Problem to solve = Exact duplicates of all entries are needed.

Information supplied =
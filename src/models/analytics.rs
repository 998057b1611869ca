//! Modelos de Analytics
//!
//! Métricas derivadas del ciclo de vida: embudo de conversión, ingresos,
//! desempeño de entregas, niveles de clientes y retención. Todo es de solo
//! lectura y se calcula como un fold puro sobre filas ya cargadas; ninguna
//! función de este módulo muta entidades. Toda razón con denominador cero
//! vale 0, nunca un error de división.

use chrono::{DateTime, Utc};
use rust_decimal::prelude::ToPrimitive;
use rust_decimal::Decimal;
use serde::{Deserialize, Serialize};
use std::collections::HashMap;

use crate::models::booking::{Booking, BookingStatus};
use crate::models::customer::CustomerTier;
use crate::models::payment::{Payment, PaymentMethod};
use crate::models::quote::{Quote, QuoteStatus};
use crate::models::shipment::Shipment;

/// Intervalo cerrado [start, end]; los agregados siempre lo reciben del
/// llamador, esta capa no asume ventanas implícitas.
#[derive(Debug, Clone, Copy, Serialize, Deserialize, PartialEq)]
pub struct DateRange {
    pub start: DateTime<Utc>,
    pub end: DateTime<Utc>,
}

impl DateRange {
    pub fn new(start: DateTime<Utc>, end: DateTime<Utc>) -> Self {
        Self { start, end }
    }

    pub fn contains(&self, ts: DateTime<Utc>) -> bool {
        ts >= self.start && ts <= self.end
    }

    /// Ventana inmediatamente anterior de igual longitud, para tasas de
    /// crecimiento.
    pub fn preceding(&self) -> DateRange {
        let length = self.end - self.start;
        DateRange {
            start: self.start - length,
            end: self.start,
        }
    }
}

/// Razón segura: 0 cuando el denominador es 0
pub fn ratio(numerator: usize, denominator: usize) -> f64 {
    if denominator == 0 {
        0.0
    } else {
        numerator as f64 / denominator as f64
    }
}

/// Crecimiento relativo (actual - anterior) / anterior; 0 si no hay base
pub fn growth_rate(current: Decimal, previous: Decimal) -> f64 {
    if previous.is_zero() {
        0.0
    } else {
        ((current - previous) / previous).to_f64().unwrap_or(0.0)
    }
}

/// Embudo de conversión: cotizaciones → aprobadas → convertidas → entregadas
#[derive(Debug, Clone, Serialize, Deserialize, PartialEq)]
pub struct ConversionFunnel {
    pub quotes_created: usize,
    pub quotes_approved: usize,
    pub quotes_converted: usize,
    pub bookings_delivered: usize,
    /// aprobadas / creadas
    pub approval_rate: f64,
    /// convertidas / aprobadas
    pub conversion_rate: f64,
    /// entregadas / convertidas
    pub completion_rate: f64,
}

/// Calcula el embudo sobre la cohorte creada dentro del rango.
///
/// Una cotización convertida cuenta también como aprobada: pasó por esa
/// etapa aunque el estado almacenado ya sea `converted`.
pub fn conversion_funnel(quotes: &[Quote], bookings: &[Booking], range: &DateRange) -> ConversionFunnel {
    let in_range: Vec<&Quote> = quotes
        .iter()
        .filter(|q| range.contains(q.created_at))
        .collect();

    let quotes_created = in_range.len();
    let quotes_approved = in_range
        .iter()
        .filter(|q| matches!(q.status, QuoteStatus::Approved | QuoteStatus::Converted))
        .count();
    let quotes_converted = in_range
        .iter()
        .filter(|q| q.status == QuoteStatus::Converted)
        .count();
    let bookings_delivered = bookings
        .iter()
        .filter(|b| {
            range.contains(b.created_at)
                && matches!(b.status, BookingStatus::Delivered | BookingStatus::Completed)
        })
        .count();

    ConversionFunnel {
        quotes_created,
        quotes_approved,
        quotes_converted,
        bookings_delivered,
        approval_rate: ratio(quotes_approved, quotes_created),
        conversion_rate: ratio(quotes_converted, quotes_approved),
        completion_rate: ratio(bookings_delivered, quotes_converted),
    }
}

/// Ingresos por método de pago
#[derive(Debug, Clone, Serialize, Deserialize, PartialEq)]
pub struct MethodRevenue {
    pub method: PaymentMethod,
    pub amount: Decimal,
}

/// Resumen de ingresos de una ventana
#[derive(Debug, Clone, Serialize, Deserialize, PartialEq)]
pub struct RevenueSummary {
    /// Pagos completados dentro de la ventana
    pub gross_revenue: Decimal,
    /// Reembolsos emitidos dentro de la ventana
    pub refunded_revenue: Decimal,
    /// gross - refunded; puede ser negativo y se reporta tal cual
    pub net_revenue: Decimal,
    /// Neto de la ventana anterior de igual longitud
    pub previous_net_revenue: Decimal,
    pub growth_rate: f64,
    pub by_method: Vec<MethodRevenue>,
}

/// Ingresos: solo los pagos que llegaron a completarse cuentan; el momento
/// relevante es `payment_date` para el ingreso y `refunded_at` para el
/// reembolso, de modo que un reembolso tardío descuenta en su propia ventana
/// (el neto puede quedar negativo).
pub fn revenue_summary(payments: &[Payment], range: &DateRange) -> RevenueSummary {
    let gross_revenue = gross_in(payments, range);
    let refunded_revenue: Decimal = payments
        .iter()
        .filter(|p| matches!(p.refunded_at, Some(at) if range.contains(at)))
        .map(|p| p.amount)
        .sum();
    let net_revenue = gross_revenue - refunded_revenue;

    let previous = range.preceding();
    let previous_refunded: Decimal = payments
        .iter()
        .filter(|p| matches!(p.refunded_at, Some(at) if previous.contains(at)))
        .map(|p| p.amount)
        .sum();
    let previous_net_revenue = gross_in(payments, &previous) - previous_refunded;

    let mut per_method: HashMap<PaymentMethod, Decimal> = HashMap::new();
    for payment in payments {
        if matches!(payment.payment_date, Some(at) if range.contains(at)) {
            *per_method.entry(payment.payment_method).or_default() += payment.amount;
        }
    }
    let mut by_method: Vec<MethodRevenue> = per_method
        .into_iter()
        .map(|(method, amount)| MethodRevenue { method, amount })
        .collect();
    by_method.sort_by(|a, b| b.amount.cmp(&a.amount));

    RevenueSummary {
        gross_revenue,
        refunded_revenue,
        net_revenue,
        previous_net_revenue,
        growth_rate: growth_rate(net_revenue, previous_net_revenue),
        by_method,
    }
}

fn gross_in(payments: &[Payment], range: &DateRange) -> Decimal {
    payments
        .iter()
        .filter(|p| matches!(p.payment_date, Some(at) if range.contains(at)))
        .map(|p| p.amount)
        .sum()
}

/// Desempeño por método de pago
#[derive(Debug, Clone, Serialize, Deserialize, PartialEq)]
pub struct MethodPerformance {
    pub method: PaymentMethod,
    pub attempted: usize,
    pub completed: usize,
    /// completados / intentados
    pub success_rate: f64,
    /// Horas promedio entre registro y confirmación
    pub average_processing_hours: f64,
}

Task output =
filename src/models/analytics.rs
repository 998057b1611869ca
//! Modelos de Analytics
//!
//! Métricas derivadas del ciclo de vida: embudo de conversión, ingresos,
//! desempeño de entregas, niveles de clientes y retención. Todo es de solo
//! lectura y se calcula como un fold puro sobre filas ya cargadas; ninguna
//! función de este módulo muta entidades. Toda razón con denominador cero
//! vale 0, nunca un error de división.

use chrono::{DateTime, Utc};
use rust_decimal::prelude::ToPrimitive;
use rust_decimal::Decimal;
use serde::{Deserialize, Serialize};
use std::collections::HashMap;

use crate::models::booking::{Booking, BookingStatus};
use crate::models::customer::CustomerTier;
use crate::models::payment::{Payment, PaymentMethod};
use crate::models::quote::{Quote, QuoteStatus};
use crate::models::shipment::Shipment;

/// Intervalo cerrado [start, end]; los agregados siempre lo reciben del
/// llamador, esta capa no asume ventanas implícitas.
#[derive(Debug, Clone, Copy, Serialize, Deserialize, PartialEq)]
pub struct DateRange {
    pub start: DateTime<Utc>,
    pub end: DateTime<Utc>,
}

impl DateRange {
    pub fn new(start: DateTime<Utc>, end: DateTime<Utc>) -> Self {
        Self { start, end }
    }

    pub fn contains(&self, ts: DateTime<Utc>) -> bool {
        ts >= self.start && ts <= self.end
    }

    /// Ventana inmediatamente anterior de igual longitud, para tasas de
    /// crecimiento.
    pub fn preceding(&self) -> DateRange {
        let length = self.end - self.start;
        DateRange {
            start: self.start - length,
            end: self.start,
        }
    }
}

/// Razón segura: 0 cuando el denominador es 0
pub fn ratio(numerator: usize, denominator: usize) -> f64 {
    if denominator == 0 {
        0.0
    } else {
        numerator as f64 / denominator as f64
    }
}

/// Crecimiento relativo (actual - anterior) / anterior; 0 si no hay base
pub fn growth_rate(current: Decimal, previous: Decimal) -> f64 {
    if previous.is_zero() {
        0.0
    } else {
        ((current - previous) / previous).to_f64().unwrap_or(0.0)
    }
}

/// Embudo de conversión: cotizaciones → aprobadas → convertidas → entregadas
#[derive(Debug, Clone, Serialize, Deserialize, PartialEq)]
pub struct ConversionFunnel {
    pub quotes_created: usize,
    pub quotes_approved: usize,
    pub quotes_converted: usize,
    pub bookings_delivered: usize,
    /// aprobadas / creadas
    pub approval_rate: f64,
    /// convertidas / aprobadas
    pub conversion_rate: f64,
    /// entregadas / convertidas
    pub completion_rate: f64,
}

/// Calcula el embudo sobre la cohorte creada dentro del rango.
///
/// Una cotización convertida cuenta también como aprobada: pasó por esa
/// etapa aunque el estado almacenado ya sea `converted`.
pub fn conversion_funnel(quotes: &[Quote], bookings: &[Booking], range: &DateRange) -> ConversionFunnel {
    let in_range: Vec<&Quote> = quotes
        .iter()
        .filter(|q| range.contains(q.created_at))
        .collect();

    let quotes_created = in_range.len();
    let quotes_approved = in_range
        .iter()
        .filter(|q| matches!(q.status, QuoteStatus::Approved | QuoteStatus::Converted))
        .count();
    let quotes_converted = in_range
        .iter()
        .filter(|q| q.status == QuoteStatus::Converted)
        .count();
    let bookings_delivered = bookings
        .iter()
        .filter(|b| {
            range.contains(b.created_at)
                && matches!(b.status, BookingStatus::Delivered | BookingStatus::Completed)
        })
        .count();

    ConversionFunnel {
        quotes_created,
        quotes_approved,
        quotes_converted,
        bookings_delivered,
        approval_rate: ratio(quotes_approved, quotes_created),
        conversion_rate: ratio(quotes_converted, quotes_approved),
        completion_rate: ratio(bookings_delivered, quotes_converted),
    }
}

/// Ingresos por método de pago
#[derive(Debug, Clone, Serialize, Deserialize, PartialEq)]
pub struct MethodRevenue {
    pub method: PaymentMethod,
    pub amount: Decimal,
}

/// Resumen de ingresos de una ventana
#[derive(Debug, Clone, Serialize, Deserialize, PartialEq)]
pub struct RevenueSummary {
    /// Pagos completados dentro de la ventana
    pub gross_revenue: Decimal,
    /// Reembolsos emitidos dentro de la ventana
    pub refunded_revenue: Decimal,
    /// gross - refunded; puede ser negativo y se reporta tal cual
    pub net_revenue: Decimal,
    /// Neto de la ventana anterior de igual longitud
    pub previous_net_revenue: Decimal,
    pub growth_rate: f64,
    pub by_method: Vec<MethodRevenue>,
}

/// Ingresos: solo los pagos que llegaron a completarse cuentan; el momento
/// relevante es `payment_date` para el ingreso y `refunded_at` para el
/// reembolso, de modo que un reembolso tardío descuenta en su propia ventana
/// (el neto puede quedar negativo).
pub fn revenue_summary(payments: &[Payment], range: &DateRange) -> RevenueSummary {
    let gross_revenue = gross_in(payments, range);
    let refunded_revenue: Decimal = payments
        .iter()
        .filter(|p| matches!(p.refunded_at, Some(at) if range.contains(at)))
        .map(|p| p.amount)
        .sum();
    let net_revenue = gross_revenue - refunded_revenue;

    let previous = range.preceding();
    let previous_refunded: Decimal = payments
        .iter()
        .filter(|p| matches!(p.refunded_at, Some(at) if previous.contains(at)))
        .map(|p| p.amount)
        .sum();
    let previous_net_revenue = gross_in(payments, &previous) - previous_refunded;

    let mut per_method: HashMap<PaymentMethod, Decimal> = HashMap::new();
    for payment in payments {
        if matches!(payment.payment_date, Some(at) if range.contains(at)) {
            *per_method.entry(payment.payment_method).or_default() += payment.amount;
        }
    }
    let mut by_method: Vec<MethodRevenue> = per_method
        .into_iter()
        .map(|(method, amount)| MethodRevenue { method, amount })
        .collect();
    by_method.sort_by(|a, b| b.amount.cmp(&a.amount));

    RevenueSummary {
        gross_revenue,
        refunded_revenue,
        net_revenue,
        previous_net_revenue,
        growth_rate: growth_rate(net_revenue, previous_net_revenue),
        by_method,
    }
}

fn gross_in(payments: &[Payment], range: &DateRange) -> Decimal {
    payments
        .iter()
        .filter(|p| matches!(p.payment_date, Some(at) if range.contains(at)))
        .map(|p| p.amount)
        .sum()
}

/// Desempeño por método de pago
#[derive(Debug, Clone, Serialize, Deserialize, PartialEq)]
pub struct MethodPerformance {
    pub method: PaymentMethod,
    pub attempted: usize,
    pub completed: usize,
    /// completados / intentados
    pub success_rate: f64,
    /// Horas promedio entre registro y confirmación
    pub average_processing_hours: f64,
}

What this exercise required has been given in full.